The DNA base sequence of most genes is arranged in a series of three-base units called codons, each of which specifies a particular amino acid in the protein encoded by the gene. Typically, the first two bases of a codon are more important in determining the amino acid than is the third. For example, the codons GAA and GAG both specify the same amino acid (glutamine), so changing the third base from A to G in this codon does not change the amino acid. A similar principle applies to the codons for many other amino acids.
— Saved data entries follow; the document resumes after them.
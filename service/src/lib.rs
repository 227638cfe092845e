mod booking;
mod deadline;
mod service;

use std::{future::Future, net::SocketAddr};

use abi::{booking_service_server::BookingServiceServer, BookingConfig, Config, LogConfig};
use anyhow::Result;
use reservation::ReservationManager;
use tonic::transport::Server;
use tracing::{debug, info, warn};
use tracing_subscriber::{fmt, EnvFilter};

pub use booking::ReservationService;
pub use deadline::{deadline_for, CLIENT_DEADLINE_MARGIN};

/// gRPC front of the booking service.
pub struct RsvpService<S = ReservationManager> {
    service: ReservationService<S>,
    config: BookingConfig,
}

pub async fn start_server(config: &Config) -> Result<()> {
    start_server_with_shutdown(config, shutdown_signal()).await
}

pub async fn start_server_with_shutdown(
    config: &Config,
    signal: impl Future<Output = ()>,
) -> Result<()> {
    let addr: SocketAddr = format!("{}:{}", config.server.host, config.server.port).parse()?;

    let manager = ReservationManager::from_config(&config.db, &config.booking).await?;
    let svc = RsvpService::new(manager, config.booking.clone());

    info!(%addr, "gRPC server is running");
    Server::builder()
        .add_service(BookingServiceServer::new(svc))
        .serve_with_shutdown(addr, signal)
        .await?;
    warn!("gRPC server shutdown complete");
    Ok(())
}

/// Install the global subscriber. `RUST_LOG` overrides the default `info` filter.
pub fn init_tracing(config: &LogConfig) {
    let filter = EnvFilter::try_from_default_env().unwrap_or_else(|_| EnvFilter::new("info"));
    let builder = fmt().with_env_filter(filter).with_target(false);
    let result = if config.json {
        builder.json().try_init()
    } else {
        builder.compact().try_init()
    };
    if let Err(e) = result {
        debug!(error = %e, "tracing subscriber already installed, keeping it");
    }
}

async fn shutdown_signal() {
    let ctrl_c = async {
        if let Err(e) = tokio::signal::ctrl_c().await {
            warn!(error = %e, "failed to listen for ctrl-c");
            std::future::pending::<()>().await;
        }
    };

    #[cfg(unix)]
    let terminate = async {
        match tokio::signal::unix::signal(tokio::signal::unix::SignalKind::terminate()) {
            Ok(mut sig) => {
                sig.recv().await;
            }
            Err(e) => {
                warn!(error = %e, "failed to listen for SIGTERM");
                std::future::pending::<()>().await;
            }
        }
    };

    #[cfg(not(unix))]
    let terminate = std::future::pending::<()>();

    tokio::select! {
        _ = ctrl_c => {},
        _ = terminate => {},
    }
    warn!("shutdown signal received, initiating graceful shutdown");
}
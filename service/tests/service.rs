#[path = "../src/test_utils.rs"]
mod test_utils;
use std::time::Duration;

use abi::{
    booking_service_client::BookingServiceClient, convert_to_timestamp,
    CreateBookingRequestBuilder, GetBookingsByResourceRequest, GetBookingsByUserRequest,
};
use chrono::{DateTime, Utc};
use reservation_service::start_server;
use test_utils::TestConfig;
use tokio::time;
use tonic::Code;

#[tokio::test]
async fn grpc_server_should_work() {
    let tconfig = TestConfig::default();
    let config_cloned = tconfig.clone();
    tokio::spawn(async move {
        start_server(&config_cloned).await.unwrap();
    });
    time::sleep(Duration::from_millis(100)).await;

    let mut client = BookingServiceClient::connect(tconfig.server.url(false))
        .await
        .unwrap();

    // first we make a booking on a room of capacity 2
    let id = client
        .create_booking(booking(1, 713, 2, "2022-12-26T15:00:00Z", "2022-12-30T12:00:00Z"))
        .await
        .unwrap()
        .into_inner()
        .booking_id;
    assert!(id > 0);

    // then we try the exact same window again
    let err = client
        .create_booking(booking(2, 713, 2, "2022-12-26T15:00:00Z", "2022-12-30T12:00:00Z"))
        .await
        .unwrap_err();
    assert_eq!(err.code(), Code::FailedPrecondition);

    // the second slot is still free, the third is not
    client
        .create_booking(booking(2, 713, 2, "2022-12-30T12:00:00Z", "2022-12-31T12:00:00Z"))
        .await
        .unwrap();
    let err = client
        .create_booking(booking(3, 713, 2, "2023-01-01T12:00:00Z", "2023-01-02T12:00:00Z"))
        .await
        .unwrap_err();
    assert_eq!(err.code(), Code::FailedPrecondition);

    // an empty window never reaches the store
    let err = client
        .create_booking(booking(3, 713, 2, "2023-01-01T12:00:00Z", "2023-01-01T12:00:00Z"))
        .await
        .unwrap_err();
    assert_eq!(err.code(), Code::InvalidArgument);

    // then we make 10 bookings on distinct rooms
    for i in 0..10 {
        client
            .create_booking(booking(4, 100 + i, 1, "2022-12-26T15:00:00Z", "2022-12-30T12:00:00Z"))
            .await
            .unwrap();
    }

    // then we list by resource
    let bookings = client
        .get_bookings_by_resource(GetBookingsByResourceRequest::new(vec![713, 100, 9999]))
        .await
        .unwrap()
        .into_inner()
        .bookings;
    assert_eq!(bookings.len(), 3);
    assert_eq!(bookings[0].booking_id, id);
    assert!(bookings.iter().all(|b| b.resource_id == 713 || b.resource_id == 100));

    let err = client
        .get_bookings_by_resource(GetBookingsByResourceRequest::new(vec![]))
        .await
        .unwrap_err();
    assert_eq!(err.code(), Code::InvalidArgument);

    // and by user
    let bookings = client
        .get_bookings_by_user(GetBookingsByUserRequest::new(4))
        .await
        .unwrap()
        .into_inner()
        .bookings;
    assert_eq!(bookings.len(), 10);
}

fn booking(
    user_id: i32,
    resource_id: i32,
    capacity: i32,
    start: &str,
    end: &str,
) -> abi::CreateBookingRequest {
    let start: DateTime<Utc> = start.parse().unwrap();
    let end: DateTime<Utc> = end.parse().unwrap();
    CreateBookingRequestBuilder::default()
        .user_id(user_id)
        .resource_id(resource_id)
        .resource_capacity(capacity)
        .start_at(convert_to_timestamp(start))
        .end_at(convert_to_timestamp(end))
        .build()
        .unwrap()
}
If the p53 mutations seen in non-melanoma skin cancers were simply a random by-product of sunlight exposure, mutations in a codons third base (which do not change an amino acid) should be as frequent as mutations in the first or second base (which do change an amino acid). In fact, DNA sequencing has revealed that p53 mutations are not randomly distributed but instead involve base changes that alter amino acids.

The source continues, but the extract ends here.